===== Information provided =====
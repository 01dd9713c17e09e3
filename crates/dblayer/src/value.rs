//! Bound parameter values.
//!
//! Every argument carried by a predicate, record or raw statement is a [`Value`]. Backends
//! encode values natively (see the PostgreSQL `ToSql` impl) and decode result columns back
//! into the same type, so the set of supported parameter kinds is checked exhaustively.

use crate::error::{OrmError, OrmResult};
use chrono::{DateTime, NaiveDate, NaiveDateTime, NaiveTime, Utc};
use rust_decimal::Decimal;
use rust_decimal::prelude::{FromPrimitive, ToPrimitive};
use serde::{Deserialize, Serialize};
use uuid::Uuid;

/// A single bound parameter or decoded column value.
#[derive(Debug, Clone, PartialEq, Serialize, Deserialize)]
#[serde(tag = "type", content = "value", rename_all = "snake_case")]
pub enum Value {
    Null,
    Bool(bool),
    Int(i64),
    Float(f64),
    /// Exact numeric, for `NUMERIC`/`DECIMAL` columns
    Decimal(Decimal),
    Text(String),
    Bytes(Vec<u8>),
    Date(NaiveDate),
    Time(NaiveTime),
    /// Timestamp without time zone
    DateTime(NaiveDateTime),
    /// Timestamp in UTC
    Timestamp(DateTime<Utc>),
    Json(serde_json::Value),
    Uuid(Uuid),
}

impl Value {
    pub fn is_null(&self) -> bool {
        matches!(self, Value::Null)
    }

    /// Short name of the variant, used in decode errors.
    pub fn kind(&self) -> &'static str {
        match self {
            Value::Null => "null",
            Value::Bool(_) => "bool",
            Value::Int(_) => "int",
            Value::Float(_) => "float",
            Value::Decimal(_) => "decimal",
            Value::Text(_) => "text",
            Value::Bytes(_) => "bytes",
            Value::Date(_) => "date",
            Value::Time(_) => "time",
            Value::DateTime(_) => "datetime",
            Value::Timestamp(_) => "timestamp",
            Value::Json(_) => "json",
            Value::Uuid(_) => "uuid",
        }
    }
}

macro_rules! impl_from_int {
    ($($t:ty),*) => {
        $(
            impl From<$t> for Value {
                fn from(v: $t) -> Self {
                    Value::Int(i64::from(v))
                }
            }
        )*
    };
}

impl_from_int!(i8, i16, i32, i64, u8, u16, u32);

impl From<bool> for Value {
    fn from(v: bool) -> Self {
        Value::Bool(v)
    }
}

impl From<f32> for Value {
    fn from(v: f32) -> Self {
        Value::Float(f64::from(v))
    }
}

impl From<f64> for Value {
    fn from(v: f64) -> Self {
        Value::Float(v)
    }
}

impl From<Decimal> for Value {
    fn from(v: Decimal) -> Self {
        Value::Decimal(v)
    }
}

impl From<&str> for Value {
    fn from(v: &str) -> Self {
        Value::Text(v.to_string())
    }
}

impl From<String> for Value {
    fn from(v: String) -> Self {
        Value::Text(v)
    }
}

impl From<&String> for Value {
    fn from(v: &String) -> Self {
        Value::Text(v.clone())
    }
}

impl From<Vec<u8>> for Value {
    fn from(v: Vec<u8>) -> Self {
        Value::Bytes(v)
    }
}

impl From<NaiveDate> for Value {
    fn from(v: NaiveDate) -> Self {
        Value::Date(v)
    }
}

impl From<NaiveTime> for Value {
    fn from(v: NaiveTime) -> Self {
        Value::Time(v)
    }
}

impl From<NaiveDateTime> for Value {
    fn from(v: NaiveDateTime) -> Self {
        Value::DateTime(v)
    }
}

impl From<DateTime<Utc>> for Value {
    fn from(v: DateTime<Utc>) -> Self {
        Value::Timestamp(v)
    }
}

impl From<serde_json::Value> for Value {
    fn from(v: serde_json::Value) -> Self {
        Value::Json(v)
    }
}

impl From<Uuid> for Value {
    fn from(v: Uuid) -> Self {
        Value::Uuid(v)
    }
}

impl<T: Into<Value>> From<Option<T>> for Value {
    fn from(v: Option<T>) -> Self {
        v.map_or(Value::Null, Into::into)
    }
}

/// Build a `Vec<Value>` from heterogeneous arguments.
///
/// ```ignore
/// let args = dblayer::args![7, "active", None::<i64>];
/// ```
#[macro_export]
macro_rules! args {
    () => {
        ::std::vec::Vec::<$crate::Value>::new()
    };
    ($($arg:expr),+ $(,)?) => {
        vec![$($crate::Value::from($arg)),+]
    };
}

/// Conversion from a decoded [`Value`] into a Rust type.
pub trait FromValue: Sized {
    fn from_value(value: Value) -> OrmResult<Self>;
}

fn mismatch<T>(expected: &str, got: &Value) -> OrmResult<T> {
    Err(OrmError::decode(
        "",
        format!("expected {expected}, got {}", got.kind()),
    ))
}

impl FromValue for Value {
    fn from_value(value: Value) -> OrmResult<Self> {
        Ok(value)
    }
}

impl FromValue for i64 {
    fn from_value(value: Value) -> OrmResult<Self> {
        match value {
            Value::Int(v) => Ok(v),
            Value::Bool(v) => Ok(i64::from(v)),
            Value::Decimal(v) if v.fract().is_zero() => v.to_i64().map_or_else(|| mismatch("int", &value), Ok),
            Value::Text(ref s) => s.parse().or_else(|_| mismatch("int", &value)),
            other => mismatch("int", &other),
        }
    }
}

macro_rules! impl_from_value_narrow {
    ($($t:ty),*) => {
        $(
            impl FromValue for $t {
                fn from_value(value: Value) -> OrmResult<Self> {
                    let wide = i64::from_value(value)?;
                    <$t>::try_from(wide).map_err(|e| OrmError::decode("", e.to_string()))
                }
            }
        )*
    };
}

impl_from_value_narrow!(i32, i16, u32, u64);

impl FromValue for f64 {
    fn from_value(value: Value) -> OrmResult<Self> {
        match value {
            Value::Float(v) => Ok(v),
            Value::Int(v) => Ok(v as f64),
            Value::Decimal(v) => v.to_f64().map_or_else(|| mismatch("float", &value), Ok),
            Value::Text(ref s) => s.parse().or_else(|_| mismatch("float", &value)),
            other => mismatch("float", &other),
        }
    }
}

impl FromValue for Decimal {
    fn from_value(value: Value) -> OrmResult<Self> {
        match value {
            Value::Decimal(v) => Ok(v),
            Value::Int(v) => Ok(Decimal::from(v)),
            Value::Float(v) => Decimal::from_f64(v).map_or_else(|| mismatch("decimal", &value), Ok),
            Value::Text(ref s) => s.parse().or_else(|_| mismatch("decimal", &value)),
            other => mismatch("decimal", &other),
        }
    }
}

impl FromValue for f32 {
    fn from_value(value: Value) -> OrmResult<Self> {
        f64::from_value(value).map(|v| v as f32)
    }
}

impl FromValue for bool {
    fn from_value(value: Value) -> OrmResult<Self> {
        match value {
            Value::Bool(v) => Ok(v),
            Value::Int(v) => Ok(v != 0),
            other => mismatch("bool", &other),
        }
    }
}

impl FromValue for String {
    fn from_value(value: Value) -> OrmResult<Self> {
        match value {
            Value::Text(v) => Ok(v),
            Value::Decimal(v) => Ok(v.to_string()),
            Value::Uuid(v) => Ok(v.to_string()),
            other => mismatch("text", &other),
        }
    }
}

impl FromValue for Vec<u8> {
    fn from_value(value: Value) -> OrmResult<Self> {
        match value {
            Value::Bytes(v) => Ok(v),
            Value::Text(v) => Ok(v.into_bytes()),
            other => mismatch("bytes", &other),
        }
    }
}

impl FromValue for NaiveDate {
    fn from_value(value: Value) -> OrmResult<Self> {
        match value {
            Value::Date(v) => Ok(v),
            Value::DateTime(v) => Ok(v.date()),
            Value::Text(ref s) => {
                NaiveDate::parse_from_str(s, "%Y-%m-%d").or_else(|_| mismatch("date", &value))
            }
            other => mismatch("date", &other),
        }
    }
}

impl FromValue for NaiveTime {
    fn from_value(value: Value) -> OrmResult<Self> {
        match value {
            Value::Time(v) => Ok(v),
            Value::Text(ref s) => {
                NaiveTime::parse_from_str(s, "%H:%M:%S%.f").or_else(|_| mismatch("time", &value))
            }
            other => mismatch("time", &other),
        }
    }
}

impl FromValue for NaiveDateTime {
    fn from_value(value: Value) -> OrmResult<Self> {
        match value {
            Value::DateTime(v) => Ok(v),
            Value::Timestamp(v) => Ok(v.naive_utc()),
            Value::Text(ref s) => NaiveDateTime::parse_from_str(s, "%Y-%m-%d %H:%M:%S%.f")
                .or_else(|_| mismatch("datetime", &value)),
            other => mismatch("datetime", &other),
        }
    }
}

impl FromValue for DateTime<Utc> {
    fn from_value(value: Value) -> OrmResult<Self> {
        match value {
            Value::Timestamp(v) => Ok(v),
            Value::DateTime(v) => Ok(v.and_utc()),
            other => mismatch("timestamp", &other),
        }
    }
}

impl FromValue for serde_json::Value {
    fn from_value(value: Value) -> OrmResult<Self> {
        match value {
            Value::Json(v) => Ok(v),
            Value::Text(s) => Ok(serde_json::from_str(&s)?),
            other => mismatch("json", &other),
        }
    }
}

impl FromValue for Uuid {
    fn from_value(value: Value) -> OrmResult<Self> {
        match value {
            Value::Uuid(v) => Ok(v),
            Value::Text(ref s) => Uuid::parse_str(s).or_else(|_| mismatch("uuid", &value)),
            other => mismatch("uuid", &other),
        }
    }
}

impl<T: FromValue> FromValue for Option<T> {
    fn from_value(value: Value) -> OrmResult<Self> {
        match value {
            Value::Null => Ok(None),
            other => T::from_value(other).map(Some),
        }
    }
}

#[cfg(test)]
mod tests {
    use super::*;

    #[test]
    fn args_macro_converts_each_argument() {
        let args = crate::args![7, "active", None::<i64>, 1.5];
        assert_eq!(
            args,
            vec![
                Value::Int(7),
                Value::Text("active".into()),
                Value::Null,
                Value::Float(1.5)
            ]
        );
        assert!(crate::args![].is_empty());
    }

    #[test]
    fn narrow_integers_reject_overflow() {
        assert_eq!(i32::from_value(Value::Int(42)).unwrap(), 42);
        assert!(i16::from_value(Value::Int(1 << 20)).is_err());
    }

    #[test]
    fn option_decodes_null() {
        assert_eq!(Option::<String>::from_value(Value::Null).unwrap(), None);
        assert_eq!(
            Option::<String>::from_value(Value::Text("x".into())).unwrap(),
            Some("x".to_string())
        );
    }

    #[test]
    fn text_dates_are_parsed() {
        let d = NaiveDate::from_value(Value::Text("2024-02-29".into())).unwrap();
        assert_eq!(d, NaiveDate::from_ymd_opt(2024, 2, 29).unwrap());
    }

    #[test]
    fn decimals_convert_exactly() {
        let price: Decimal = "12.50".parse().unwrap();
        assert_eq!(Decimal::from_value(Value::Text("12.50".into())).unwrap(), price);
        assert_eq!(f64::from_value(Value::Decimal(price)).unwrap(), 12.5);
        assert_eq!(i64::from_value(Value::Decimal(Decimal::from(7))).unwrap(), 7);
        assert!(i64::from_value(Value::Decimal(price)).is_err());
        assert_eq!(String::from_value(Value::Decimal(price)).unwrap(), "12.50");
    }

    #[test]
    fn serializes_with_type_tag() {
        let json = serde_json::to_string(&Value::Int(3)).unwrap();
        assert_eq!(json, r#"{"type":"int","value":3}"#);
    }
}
=====
What the task asks :: Search the material above for the word "active", then copy out each line that has it.

Task output ::
/// let args = dblayer::args![7, "active", None::<i64>];
        let args = crate::args![7, "active", None::<i64>, 1.5];
                Value::Text("active".into()),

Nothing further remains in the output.